The increased utilization of new facilities will help in handling of higher volume of liquid next year. However since the realization in new facilities is lower than Trombey facility, hence the overall revenue will not be directly proportional to the volume handled. In FY09, the management expects 10-12% increase in revenue in this segment. The margins in logistics division are expected to be in the same range (~50%) next year. No new facility is expected to come up during FY09. However the management indicated that they are getting requirements of higher volumes from their key customer in Mumbai region. The company is expected to come up with its third facility at Mumbai in FY10. The planned expansion of Haldia facility is also expected to come up in FY10.

Gas Division
The revenues of gas division grew by 67.53% to 320.94 crores. The growth was driven by both higher volumes of gas handled as well as higher prices of LPG during the year. The total volume of the gas handled by the company increased by 33% to 162000 tons during the year. The volume growth was driven by higher volume of bulk LPG and propane to industrial segment during the year. PBIT margins of this division were at 10.7% in FY08 as compared to 5% last year. The through-put business remained largely stable during the year. The management expects the volume growth in gas division in FY09 to driven mainly by throughput activities of the company. The margins in the gas division are expected to remain volatile in the range of around 7-10%. Auto LPG progress Auto LPG still contributes small portion of the revenues of gas division. The company has around 40 auto LPG stations operational by May 2008. The management expects to scale up the number of stations to


around 100 stations by March 2009. However the management has revised down the expected volume of gas per station for FY09 to 400 MT as compared to their earlier estimate of 600 MT per station. This is due to two reasons. First being the recent spurt in international oil and gas prices, which has caused the increase in retail auto LPG prices sold by the company, but as the retail price of petrol in India (which is controlled by the government) has not gone up, the cost differential between the auto LPG and petrol has decreased. (Currently the differential has come down to 30% as compared to 40% last year). The second issue is that with higher market prices of gas, the illegal diversion of subsidized domestic LPG for auto vehicles has increased. Both these factors are expected to put pressure on the volume of Auto LPG sold by the company.
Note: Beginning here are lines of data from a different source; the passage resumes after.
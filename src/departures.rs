//! Turning raw transport API records into what the board shows.

use log::debug;

use crate::config::LineDirectionRule;
use crate::platform::TransportDeparture;
use crate::Departure;

/// Why a departure is or is not shown.
#[derive(Clone, Copy, Debug, PartialEq, Eq)]
pub enum Relevance {
    Relevant,
    /// No scheduled time: the trip is cancelled.
    Cancelled,
    /// Scheduled before the fetch started.
    Departed,
    /// No line/direction rule selects it.
    NotConfigured,
}

pub fn relevance(
    departure: &TransportDeparture,
    rules: &[LineDirectionRule],
    now: i64,
) -> Relevance {
    let Some(when) = departure.scheduled_time else {
        return Relevance::Cancelled;
    };
    if when < now {
        return Relevance::Departed;
    }
    if rules
        .iter()
        .any(|rule| rule.matches(&departure.line_name, &departure.direction))
    {
        Relevance::Relevant
    } else {
        Relevance::NotConfigured
    }
}

/// Remove every occurrence of each phrase, in order.
pub fn clean_text(input: &str, phrases: &[String]) -> String {
    phrases
        .iter()
        .fold(input.to_string(), |text, phrase| text.replace(phrase.as_str(), ""))
}

/// Filter one stop's API records down to display departures, keeping API
/// order. `fetch_started` is the reference for `time_left_seconds`.
pub fn select_departures(
    records: &[TransportDeparture],
    rules: &[LineDirectionRule],
    cleanup_phrases: &[String],
    fetch_started: i64,
) -> Vec<Departure> {
    let mut cancelled = 0;
    let mut departed = 0;
    let mut selected = Vec::new();

    for record in records {
        match relevance(record, rules, fetch_started) {
            Relevance::Relevant => {}
            Relevance::Cancelled => {
                cancelled += 1;
                continue;
            }
            Relevance::Departed => {
                departed += 1;
                continue;
            }
            Relevance::NotConfigured => continue,
        }

        let when = record.scheduled_time.unwrap_or(fetch_started);
        let time_left = (when - fetch_started).clamp(0, i64::from(i32::MAX)) as i32;
        selected.push(Departure {
            line_name: record.line_name.clone(),
            direction: clean_text(&record.direction, cleanup_phrases),
            time_left_seconds: time_left,
            stop_name: clean_text(&record.stop_name, cleanup_phrases),
        });
    }

    debug!(
        "{} of {} departures relevant ({cancelled} cancelled, {departed} already gone)",
        selected.len(),
        records.len()
    );
    selected
}

/// Group by stop name, stops in order of first appearance.
pub fn group_by_stop(departures: &[Departure]) -> Vec<(String, Vec<Departure>)> {
    let mut groups: Vec<(String, Vec<Departure>)> = Vec::new();
    for departure in departures {
        match groups.iter_mut().find(|(stop, _)| *stop == departure.stop_name) {
            Some((_, list)) => list.push(departure.clone()),
            None => groups.push((departure.stop_name.clone(), vec![departure.clone()])),
        }
    }
    groups
}

/// Compact "time left" label: `now`, `1m`, `12m`, `1h5m`, `2h`.
///
/// Anything under `now_threshold` seconds reads `now`; the rest of the first
/// minute rounds up to `1m`.
pub fn format_time_left(seconds: i32, now_threshold: i32) -> String {
    if seconds < 60 {
        return if seconds < now_threshold {
            "now".to_string()
        } else {
            "1m".to_string()
        };
    }

    let minutes_total = seconds / 60;
    let hours = minutes_total / 60;
    let minutes = minutes_total % 60;

    let mut formatted = String::new();
    if hours > 0 {
        formatted.push_str(&format!("{hours}h"));
    }
    if minutes > 0 {
        formatted.push_str(&format!("{minutes}m"));
    }
    formatted
}

#[cfg(test)]
mod tests {
    use super::*;
    use crate::config::{tests::SAMPLE, Config};

    fn rules() -> Vec<LineDirectionRule> {
        Config::from_toml(SAMPLE).unwrap().line_direction_rules
    }

    fn record(line: &str, direction: &str, when: Option<i64>) -> TransportDeparture {
        TransportDeparture {
            line_name: line.into(),
            direction: direction.into(),
            scheduled_time: when,
            stop_name: "S+U Eberswalder Str. (Berlin)".into(),
        }
    }

    #[test]
    fn cancelled_and_departed_are_distinct() {
        let rules = rules();
        let now = 1000;
        assert_eq!(
            relevance(&record("M10", "S+U Warschauer Str.", None), &rules, now),
            Relevance::Cancelled
        );
        assert_eq!(
            relevance(&record("M10", "S+U Warschauer Str.", Some(999)), &rules, now),
            Relevance::Departed
        );
        assert_eq!(
            relevance(&record("M10", "Nordbahnhof", Some(1200)), &rules, now),
            Relevance::NotConfigured
        );
        assert_eq!(
            relevance(&record("M10", "S+U Warschauer Str.", Some(1000)), &rules, now),
            Relevance::Relevant
        );
    }

    #[test]
    fn clean_text_removes_all_phrases() {
        let phrases = vec!["S+U ".to_string(), " (Berlin)".to_string()];
        assert_eq!(
            clean_text("S+U Eberswalder Str. (Berlin)", &phrases),
            "Eberswalder Str."
        );
        assert_eq!(clean_text("Plain", &[]), "Plain");
    }

    #[test]
    fn select_keeps_order_and_snapshots_time_left() {
        let phrases = vec!["S+U ".to_string(), " (Berlin)".to_string()];
        let records = vec![
            record("M10", "S+U Warschauer Str.", Some(1300)),
            record("M10", "S+U Warschauer Str.", None),
            record("U8", "Paracelsus-Bad", Some(1100)),
            record("U8", "S+U Wittenau", Some(1060)),
            record("M10", "S+U Warschauer Str.", Some(900)),
        ];
        let selected = select_departures(&records, &rules(), &phrases, 1000);
        assert_eq!(selected.len(), 2);
        assert_eq!(selected[0].line_name, "M10");
        assert_eq!(selected[0].direction, "Warschauer Str.");
        assert_eq!(selected[0].time_left_seconds, 300);
        assert_eq!(selected[0].stop_name, "Eberswalder Str.");
        assert_eq!(selected[1].line_name, "U8");
        assert_eq!(selected[1].time_left_seconds, 60);
    }

    #[test]
    fn grouping_preserves_first_appearance() {
        let dep = |stop: &str, line: &str| Departure {
            line_name: line.into(),
            direction: "x".into(),
            time_left_seconds: 60,
            stop_name: stop.into(),
        };
        let grouped = group_by_stop(&[dep("B", "1"), dep("A", "2"), dep("B", "3")]);
        assert_eq!(grouped.len(), 2);
        assert_eq!(grouped[0].0, "B");
        assert_eq!(grouped[0].1.len(), 2);
        assert_eq!(grouped[0].1[1].line_name, "3");
        assert_eq!(grouped[1].0, "A");
        assert!(group_by_stop(&[]).is_empty());
    }

    #[test]
    fn time_left_labels() {
        assert_eq!(format_time_left(-30, 30), "now");
        assert_eq!(format_time_left(10, 30), "now");
        assert_eq!(format_time_left(45, 30), "1m");
        assert_eq!(format_time_left(60, 30), "1m");
        assert_eq!(format_time_left(12 * 60 + 59, 30), "12m");
        assert_eq!(format_time_left(65 * 60, 30), "1h5m");
        assert_eq!(format_time_left(2 * 3600, 30), "2h");
    }
}
//! Cross-module tests that drive the schedule controller through whole wake
//! cycles with in-memory collaborators.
The company has shown excellent growth in FY08 and is expected to grow at good pace over the medium term. Though in FY09, the company may not be able to deliver high profit growth due to low prevailing rates at its Kochi facility and the lower than expected volume growth in auto gas business, the stock is still expected to deliver good returns over the medium term. We recommend a HOLD at current price (CMP 240) on the stock with medium term horizon.


This report is based on information obtained from public sources and sources believed to be reliable, but no independent verification has been made nor is its accuracy or completeness guaranteed. The securities discussed and opinions expressed in this report may not be suitable for all investors, who must make their own investment decisions, based on their own investment objectives, financial positions and needs of specific recipient. The author and his family members may hold positions in the abovementioned companies from time to time. The views expressed may change. The author does not accept any liability arising out of use of the above information/ article. The recipient should independently evaluate the investment risks.